Tuesday, February 28, 2017

Am I tying the right flies? Buying the right flies?

I seem to be doing more and more with attractor patterns recently.

Yes, the Navy Divers in my last post are clearly attractor patterns.

The JuJu Baetis that I've been tying are somewhat on the edge - a flashy version of the standard PT nymph.  Are they are an attractor or a good approximation of a baetis?  In some ways, the flashback puts them into attractor pattern for me, even though it's a pattern that works for me, especially in the fall in Vermont.

And, I find myself looking at other flies.  Should I be tying mop flies?  How about Neon Nightmares - the last fly from the Gink and Gasoline blog?  Girdle bugs?

And, my most recent fly purchases have been varieties of Prince nymphs - Batman Princes, Black Montana Princes, and Blue Montana Princes.  While the regular Prince works great in my home river, I find myself fishing the Batman Prince (or other similar attractor patterns) a lot in recent years.

There are times when I think the obsession with flies is just too much.  I should probably just cut down to some princes, some PTs, some hare's ears, some stones, and not much else for my nymphing.

And then, I have a day where I catch half a dozen fish on a Batman Prince or a Juju Baetis or a Copper John.  The "shiny" flies work.

A fly fishing blog recently posed the question about what matters most - location, fly selection, or fly presentation.

The first is obviously crucial.  I'm not going to catch trout in my bathtub.  So, I have to go where the fish are.  But, after that, which matters more - the choice of fly or how it's presented to the fish?

Ideally, we would always be presenting the proper fly to fish, in an appropriate manner.  But, if I catch fish on gaudy attractor patterns because I'm comfortable with how to fish those flies, is there something wrong with that?  Or, would I be better off just using a few key flies and honing my presentation there?
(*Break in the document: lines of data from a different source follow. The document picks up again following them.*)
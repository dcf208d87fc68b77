use std::sync::Arc;
use std::time::Duration;

use crate::core::config::AppConfig;
use crate::llm::{EmbeddingProvider, LlmProvider, OllamaProvider};
use crate::rag::{AnswerSynthesizer, RagStore, Retriever, SqliteRagStore};

pub mod error;

use error::InitializationError;

/// Process-wide handles, built once at startup and shared by every route.
#[derive(Clone)]
pub struct AppState {
    pub config: Arc<AppConfig>,
    pub rag_store: Arc<dyn RagStore>,
    pub llm: Arc<dyn LlmProvider>,
    pub embedder: Arc<dyn EmbeddingProvider>,
    pub synthesizer: Arc<AnswerSynthesizer>,
}

impl AppState {
    /// Opens the vector index and builds the Ollama clients named in `config`.
    pub async fn initialize(config: AppConfig) -> Result<Arc<Self>, InitializationError> {
        let timeout = Duration::from_secs(config.models.request_timeout_secs);

        let rag_store = Arc::new(
            SqliteRagStore::with_path(config.storage.index_file())
                .await
                .map_err(|e| InitializationError::Rag(e.into()))?,
        );

        let llm = Arc::new(
            OllamaProvider::new(&config.models.ollama_base_url, &config.models.llm_model, timeout)
                .map_err(|e| InitializationError::Llm(e.into()))?,
        );
        let embedder = Arc::new(
            OllamaProvider::new(
                &config.models.ollama_base_url,
                &config.models.embedding_model,
                timeout,
            )
            .map_err(|e| InitializationError::Llm(e.into()))?,
        );

        let state = Self::from_parts(config, rag_store, embedder, llm);
        state.check_index_model().await;
        Ok(state)
    }

    pub fn from_parts(
        config: AppConfig,
        rag_store: Arc<dyn RagStore>,
        embedder: Arc<dyn EmbeddingProvider>,
        llm: Arc<dyn LlmProvider>,
    ) -> Arc<Self> {
        let retriever = Retriever::new(
            embedder.clone(),
            rag_store.clone(),
            config.retrieval.top_k,
        );
        let synthesizer = Arc::new(AnswerSynthesizer::new(retriever, llm.clone()));

        Arc::new(AppState {
            config: Arc::new(config),
            rag_store,
            llm,
            embedder,
            synthesizer,
        })
    }

    async fn check_index_model(&self) {
        let configured = self.embedder.model();
        match self.rag_store.embedding_model().await {
            Ok(Some(recorded)) if recorded != configured => tracing::warn!(
                "Index was built with embedding model '{}' but '{}' is configured; results will be poor until it is rebuilt",
                recorded,
                configured
            ),
            Ok(_) => {}
            Err(err) => tracing::warn!("Could not read index metadata: {}", err),
        }
    }
}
This is a serious question, asked by someone who currently owns close to 1500 flies.  I'm not unhappy with how my fishing tends to go, but I'm sure I can do better.  And, I'm not sure that my recent focus on attractor patterns feels like a step away from tradition.

After 40 years as a fly fisherman, I'm still learning all the time, and I honestly don't have the answers.  Maybe that's why I still fish with guides every chance I get.

Tuesday, February 14, 2017

Navy Divers

Here is what I did on Saturday.  The photo is a bit fuzzy because those are size 14 flies and my iPad camera (or its operator) sucks.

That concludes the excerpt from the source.